L’introduction de la notion de génocide n’a manifestement pas eu l’efficacité qu’espéraient ses promoteurs. Le génocide des Juifs et des Tziganes par les nazis est un terrible succès, par le nombre de victimes, et parce que le Yiddishland est un monde détruit, une culture annihilée.
Un faible moyen de prévention
Le procès de Nuremberg, au grand damne de Lemkin, n’a pas mentionné le génocide dans le jugement — pas seulement parce que la Convention de 1948 lui est postérieure — l’extermination des Juifs y tient une place marginale ; Auschwitz y est évoqué comme en passant ; Treblinka et Sobibor, pas du tout. Après 1948, ce nouveau terme n’a pas davantage permis de prévenir les processus génocidaires. Il a fallu attendre la création du Tribunal international pour les crimes dans l’ex-Yougoslavie (TPY, 1993) et du Tribunal pénal international pour le Rwanda (TPIR, 1994) pour que les premières accusations de crime de génocide soient portées devant les tribunaux, après-coup. Et comme pour le droit pénal individuel, les condamnations ne jouent pas le rôle dissuasif qu’on veut souvent leur prêter — tant les ressorts profonds qui mènent à ce type de crime dépassent ce genre de considérants.
Gaza : une décision historique de la CIJ
Il n’en reste pas moins que la notion de génocide est un outil juridico-politique important. Pour la première fois, le 26 janvier 2024 (la veille de l’anniversaire de la libération d’Auschwitz), elle a eu un début de mise en œuvre juridique préventive : la Cour internationale de Justice (CIJ) a rendu une décision demandant à Israël d’empêcher d’éventuels actes de génocide, créant ainsi des obligations juridiquement contraignantes pour Israël et pour l’ensemble des États, qui doivent faire tout ce qui est en leur pouvoir pour prévenir le génocide.
Cette décision n’a certes pas été suivie d’effets et les complicités occidentales n’ont pas pris fin — il n’y a pour nous rien d’étonnant à cela, car nous ne plaçons ni la justice ni sa mise en œuvre, encore moins pour le droit international, en dehors des rapports de forces politiques.

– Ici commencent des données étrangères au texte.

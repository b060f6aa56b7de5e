//! Mesh export implementation.

pub use super::*;

use std::io::{BufWriter, Write};

/// Mesh exporters
impl Mesh {
    /// Export the mesh in the Wavefront OBJ format.
    ///
    /// Only vertex positions and triangle faces are written.
    pub fn encode_obj(
        &self,
        writer: &mut impl Write,
    ) -> Result<(), Error> {
        let writer = &mut BufWriter::new(writer);

        for [x, y, z] in &self.vertices {
            writeln!(writer, "v {x} {y} {z}")?;
        }
        // NOTE: The face indices are one-based.
        for [a, b, c] in &self.faces {
            writeln!(writer, "f {} {} {}", a + 1, b + 1, c + 1)?;
        }
        writer.flush()?;

        Ok(())
    }
}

Intention génocidaire et finalité exterminatrice
Le modèle du génocide ayant pour finalité l’extermination du groupe cible est instrumentalisé par les soutiens d’Israël pour nier l’intention génocidaire, malgré les déclarations nombreuses et sans équivoque, les actes destructeurs et les conséquences massives. Il y a ici une confusion volontaire entre intention et finalité. Si quelqu’un tue un parent pour l’héritage, son but final n’est certes pas le meurtre (mais la richesse), celui-ci n’en reste pas moins volontaire, intentionnel et même prémédité.

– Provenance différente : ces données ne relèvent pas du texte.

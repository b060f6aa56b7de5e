//! Gradient-based optimization.

pub mod adam;
pub mod body;
pub mod learning_rate;

pub use crate::backend::{AutodiffBackend, Backend};
pub use adam::*;
pub use body::*;
pub use burn::{config::Config, tensor::Tensor};
pub use learning_rate::*;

L’objectif des dirigeants israéliens n’est peut-être pas l’annihilation des Palestiniens et Palestiniennes (qui n’existent pas dans leur esprit, puisqu’il n’y a que des Arabes) mais l’épuration ethnique, l’extension de la colonisation de remplacement d’un peuple par un autre. Il n’en reste pas moins que pour ce résultat, les moyens intentionnellement mis en œuvre et revendiqués relèvent du crime de génocide (massacres et destructions de masse, famine, destructions des infrastructures, déplacements forcés, etc.). « Détruire pour chasser », comme le dit l’historien et politologue Jacques Semelin 1, c’est encore détruire.
- 1. Jacques Semelin, Purifier et détruire. Usages politiques des massacres et génocides, Points Seuil, 2017.